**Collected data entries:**
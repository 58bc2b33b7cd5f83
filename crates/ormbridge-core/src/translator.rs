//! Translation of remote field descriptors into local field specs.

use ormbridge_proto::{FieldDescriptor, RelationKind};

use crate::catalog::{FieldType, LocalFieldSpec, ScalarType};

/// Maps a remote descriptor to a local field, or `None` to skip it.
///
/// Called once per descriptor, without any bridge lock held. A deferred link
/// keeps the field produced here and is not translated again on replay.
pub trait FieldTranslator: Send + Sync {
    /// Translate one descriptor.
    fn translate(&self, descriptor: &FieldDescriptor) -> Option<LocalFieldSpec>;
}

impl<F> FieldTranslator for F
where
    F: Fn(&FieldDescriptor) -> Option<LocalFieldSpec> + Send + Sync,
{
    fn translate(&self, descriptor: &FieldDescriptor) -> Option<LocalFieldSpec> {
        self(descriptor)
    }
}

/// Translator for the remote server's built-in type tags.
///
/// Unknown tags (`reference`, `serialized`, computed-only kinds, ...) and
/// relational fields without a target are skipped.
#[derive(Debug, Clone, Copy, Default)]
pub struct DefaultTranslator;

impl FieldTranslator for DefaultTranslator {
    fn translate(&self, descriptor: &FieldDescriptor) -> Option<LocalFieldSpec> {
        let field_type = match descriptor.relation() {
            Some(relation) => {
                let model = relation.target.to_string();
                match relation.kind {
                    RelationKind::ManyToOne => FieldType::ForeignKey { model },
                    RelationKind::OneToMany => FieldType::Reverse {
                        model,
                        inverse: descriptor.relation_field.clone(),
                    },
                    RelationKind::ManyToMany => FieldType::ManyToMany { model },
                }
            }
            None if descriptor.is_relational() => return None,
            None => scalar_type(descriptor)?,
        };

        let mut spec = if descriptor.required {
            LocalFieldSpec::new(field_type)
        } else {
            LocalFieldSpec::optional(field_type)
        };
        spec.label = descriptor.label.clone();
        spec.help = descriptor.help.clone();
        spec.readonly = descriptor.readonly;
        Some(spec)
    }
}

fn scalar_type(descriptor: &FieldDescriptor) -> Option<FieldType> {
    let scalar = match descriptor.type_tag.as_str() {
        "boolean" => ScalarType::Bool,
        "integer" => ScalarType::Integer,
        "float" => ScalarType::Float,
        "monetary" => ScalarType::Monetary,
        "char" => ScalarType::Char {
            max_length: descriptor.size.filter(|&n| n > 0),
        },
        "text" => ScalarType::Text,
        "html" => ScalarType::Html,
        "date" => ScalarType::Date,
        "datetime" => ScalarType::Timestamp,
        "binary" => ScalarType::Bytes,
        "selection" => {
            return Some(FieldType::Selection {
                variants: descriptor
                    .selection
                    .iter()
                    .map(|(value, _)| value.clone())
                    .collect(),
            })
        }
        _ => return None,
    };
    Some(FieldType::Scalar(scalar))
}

**About this exercise:**
Up to and including the line with "RelationKind::ManyToOne => FieldType::ForeignKey", transcribe the entries above exactly, starting from their first line.

**Written solution:**
repository 58bc2b33b7cd5f83
filename crates/ormbridge-core/src/translator.rs
//! Translation of remote field descriptors into local field specs.

use ormbridge_proto::{FieldDescriptor, RelationKind};

use crate::catalog::{FieldType, LocalFieldSpec, ScalarType};

/// Maps a remote descriptor to a local field, or `None` to skip it.
///
/// Called once per descriptor, without any bridge lock held. A deferred link
/// keeps the field produced here and is not translated again on replay.
pub trait FieldTranslator: Send + Sync {
    /// Translate one descriptor.
    fn translate(&self, descriptor: &FieldDescriptor) -> Option<LocalFieldSpec>;
}

impl<F> FieldTranslator for F
where
    F: Fn(&FieldDescriptor) -> Option<LocalFieldSpec> + Send + Sync,
{
    fn translate(&self, descriptor: &FieldDescriptor) -> Option<LocalFieldSpec> {
        self(descriptor)
    }
}

/// Translator for the remote server's built-in type tags.
///
/// Unknown tags (`reference`, `serialized`, computed-only kinds, ...) and
/// relational fields without a target are skipped.
#[derive(Debug, Clone, Copy, Default)]
pub struct DefaultTranslator;

impl FieldTranslator for DefaultTranslator {
    fn translate(&self, descriptor: &FieldDescriptor) -> Option<LocalFieldSpec> {
        let field_type = match descriptor.relation() {
            Some(relation) => {
                let model = relation.target.to_string();
                match relation.kind {
                    RelationKind::ManyToOne => FieldType::ForeignKey { model },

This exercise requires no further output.